では、頭とお尻のあいだ、サンドイッチの”具”に当たる部分をどうつくっていくか。まず巻頭(グラビアの次)には、この号でいちばん最初に読んでほしい小説を置きます。発売中の11月号は、新人賞発表号なので、オール讀物新人賞発の金看板「池袋ウエストゲートパーク」シーズン20、石田衣良さんの「西池袋バッテリーブギ」を巻頭に置こうと決めました。
次に、小説のトリ(=いちばん最後)を考えます。トリというのは寄席の用語で、その日、いちばん最後に演じる演者を指す言葉だそうです。
オール讀物のトリは、時代小説の人気シリーズと決まっています。創刊以来の人気連載だった野村胡堂「銭形平次」が、あるときから毎号巻末に置かれるようになり、以来、現在まで続く伝統になったようです。昭和32年に「銭形平次」が終了したのちは、松本清張「無宿人別帳」、海音寺潮五郎「武将列伝」へと受け継がれ、さらに「柴錬立川文庫」、池波正太郎「鬼平犯科帳」、平岩弓枝「御宿かわせみ」、宇江佐真理「髪結い伊三次捕物余話」といった、時代を代表する人気シリーズが歴代のトリをつとめてきました。
現在では固定のシリーズではなく、夢枕獏さんの「陰陽師」、畠中恵さん「まんまこと」、坂井希久子さん「江戸彩り見立て帖」など、その号ごとにふさわしいシリーズを選んで巻末を飾っていただいています。
この11月号は、宮城谷昌光さんの「三国志名臣列伝」(「甘寧」)をトリに置かせていただきました。
巻頭とトリが決まれば、なんとなく雑誌の形が見えてきます。

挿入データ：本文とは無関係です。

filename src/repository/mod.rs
mod client;
mod gender;
mod order;
mod ordered_product;
mod product;
mod storage;

pub use self::client::ClientRepository;
pub use self::gender::GenderRepository;
pub use self::order::OrderRepository;
pub use self::ordered_product::OrderedProductRepository;
pub use self::product::ProductRepository;
pub use self::storage::StorageRepository;
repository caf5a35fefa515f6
use tracing_appender::{
    non_blocking,
    rolling::{RollingFileAppender, Rotation},
};
use tracing_subscriber::{EnvFilter, Layer, fmt, prelude::*};

pub fn init_logger(component: &str, is_dev: bool, enable_file: bool) {
    let log_dir = if is_dev { "./logs" } else { "/var/log/app" };

    let file_layer = if enable_file {
        let file_name = format!("rust_app_{component}.log");
        let file_appender = RollingFileAppender::new(Rotation::DAILY, log_dir, file_name);
        let (file_writer, guard) = non_blocking(file_appender);

        // The guard must outlive the process for the non-blocking writer to flush.
        std::mem::forget(guard);

        Some(
            fmt::layer()
                .with_writer(file_writer)
                .with_ansi(false)
                .json()
                .with_filter(EnvFilter::new("info")),
        )
    } else {
        None
    };

    let console_filter =
        EnvFilter::try_from_default_env().unwrap_or_else(|_| EnvFilter::new("info"));

    let console_layer = fmt::layer()
        .pretty()
        .with_thread_names(true)
        .with_ansi(true)
        .with_filter(console_filter);

    tracing_subscriber::registry()
        .with(file_layer)
        .with(console_layer)
        .init();
}
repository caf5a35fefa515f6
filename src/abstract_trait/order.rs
use crate::{
    domain::{
        requests::{CreateOrderRequest, UpdateOrderRequest},
        responses::{ApiResponse, OrderResponse},
    },
    errors::{RepositoryError, ServiceError},
    model::Order as OrderModel,
};
use async_trait::async_trait;
use std::sync::Arc;

pub type DynOrderRepository = Arc<dyn OrderRepositoryTrait + Send + Sync>;
pub type DynOrderService = Arc<dyn OrderServiceTrait + Send + Sync>;

#[async_trait]
pub trait OrderRepositoryTrait {
    async fn find_all(&self) -> Result<Vec<OrderModel>, RepositoryError>;
    async fn find_by_id(&self, id: i32) -> Result<Option<OrderModel>, RepositoryError>;
    async fn find_by_client_id(&self, client_id: i32) -> Result<Vec<OrderModel>, RepositoryError>;
    async fn create(&self, req: &CreateOrderRequest) -> Result<OrderModel, RepositoryError>;
    async fn update(&self, req: &UpdateOrderRequest) -> Result<OrderModel, RepositoryError>;
    /// Flips only the cancellation flag. `NotFound` when the order is absent.
    async fn set_canceled(&self, id: i32, canceled: bool) -> Result<OrderModel, RepositoryError>;
    async fn delete(&self, id: i32) -> Result<(), RepositoryError>;
    async fn exists(&self, id: i32) -> Result<bool, RepositoryError>;
}

#[async_trait]
pub trait OrderServiceTrait {
    async fn find_all(&self) -> Result<ApiResponse<Vec<OrderResponse>>, ServiceError>;
    async fn find_by_id(&self, id: i32) -> Result<ApiResponse<OrderResponse>, ServiceError>;
    async fn find_by_client(
        &self,
        client_id: i32,
    ) -> Result<ApiResponse<Vec<OrderResponse>>, ServiceError>;
    async fn count_by_client(&self, client_id: i32) -> Result<ApiResponse<i64>, ServiceError>;
    async fn create(
        &self,
        req: &CreateOrderRequest,
    ) -> Result<ApiResponse<OrderResponse>, ServiceError>;
    async fn update(
        &self,
        req: &UpdateOrderRequest,
    ) -> Result<ApiResponse<OrderResponse>, ServiceError>;
    async fn cancel(&self, id: i32) -> Result<ApiResponse<OrderResponse>, ServiceError>;
    async fn uncancel(&self, id: i32) -> Result<ApiResponse<OrderResponse>, ServiceError>;
    async fn is_canceled(&self, id: i32) -> Result<ApiResponse<bool>, ServiceError>;
    /// Restores stock for every line of the order, then removes the order.
    async fn delete(&self, id: i32) -> Result<ApiResponse<()>, ServiceError>;
}
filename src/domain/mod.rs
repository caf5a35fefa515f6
pub mod requests;
pub mod responses;
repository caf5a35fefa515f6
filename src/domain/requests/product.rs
use chrono::NaiveDate;
use serde::{Deserialize, Serialize};
use utoipa::ToSchema;
use validator::Validate;

#[derive(Debug, Serialize, Deserialize, Validate, Clone, ToSchema)]
pub struct CreateProductRequest {
    #[validate(length(min = 1))]
    pub name: String,

    #[validate(range(min = 0.0))]
    pub price: f64,

    #[serde(rename = "expiration_date")]
    pub expiration_date: Option<NaiveDate>,

    pub description: Option<String>,
}

#[derive(Debug, Serialize, Deserialize, Validate, Clone, ToSchema)]
pub struct UpdateProductRequest {
    #[serde(default)]
    pub id: i32,

    #[validate(length(min = 1))]
    pub name: String,

    #[validate(range(min = 0.0))]
    pub price: f64,

    #[serde(rename = "expiration_date")]
    pub expiration_date: Option<NaiveDate>,

    pub description: Option<String>,
}
//! Notação A1: letras de coluna e prefixo de aba

/// Converte um índice de coluna 1-based em letras (A, B, ..., Z, AA, AB, ...).
///
/// Base 26 bijetiva (sem dígito zero). `0` é tratado como `1` ("A").
///
/// ```
/// use sheets::a1::column_letter;
///
/// assert_eq!(column_letter(1), "A");
/// assert_eq!(column_letter(27), "AA");
/// ```
pub fn column_letter(column: usize) -> String {
    let mut n = column.max(1);
    let mut letters = Vec::new();

    while n > 0 {
        let rem = (n - 1) % 26;
        letters.push((b'A' + rem as u8) as char);
        n = (n - 1) / 26;
    }

    letters.iter().rev().collect()
}

/// Prefixo `'Nome da aba'!` (aspas simples internas duplicadas).
/// Vazio quando não há aba ou o nome está em branco.
pub fn sheet_prefix(sheet_name: Option<&str>) -> String {
    match sheet_name.map(str::trim).filter(|s| !s.is_empty()) {
        Some(name) => format!("'{}'!", name.replace('\'', "''")),
        None => String::new(),
    }
}

/// Referência de uma célula, ex.: `'Leads'!C12`
pub fn cell_ref(sheet_name: Option<&str>, column: usize, row: usize) -> String {
    format!("{}{}{}", sheet_prefix(sheet_name), column_letter(column), row)
}

/// Intervalo qualificado pela aba, ex.: `'Leads'!A1:ZZ`
pub fn qualified_range(sheet_name: Option<&str>, range: &str) -> String {
    format!("{}{}", sheet_prefix(sheet_name), range)
}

11月号は新人賞発表号であり、メイン特集が「絶対、『小説家』になる!」でしたので、巻頭のIWGP最新作のあと石田衣良さんのインタビュー「ぼくの作家サバイバル術」を並べてシリーズを25年書き続ける秘訣を紹介。その後に第103回新人賞発表(選評)、受賞作「かはゆき、道賢」、さらに今村翔吾さんのホンネが炸裂する「新人作家のリアルな悩みに答える!」を挟んで、オール新人賞受賞以来40数年続いている赤川次郎さん「幽霊シリーズ」最新作の「昨日、今日、あさって」にご登場いただいて新人賞企画に一区切り――こういう構成にしました。
説明だけではわかりにくいと思うので、ぜひお手元に11月号を置き、最初から順番にページをめくって、この「流れ」を楽しんでいただけたらと思います。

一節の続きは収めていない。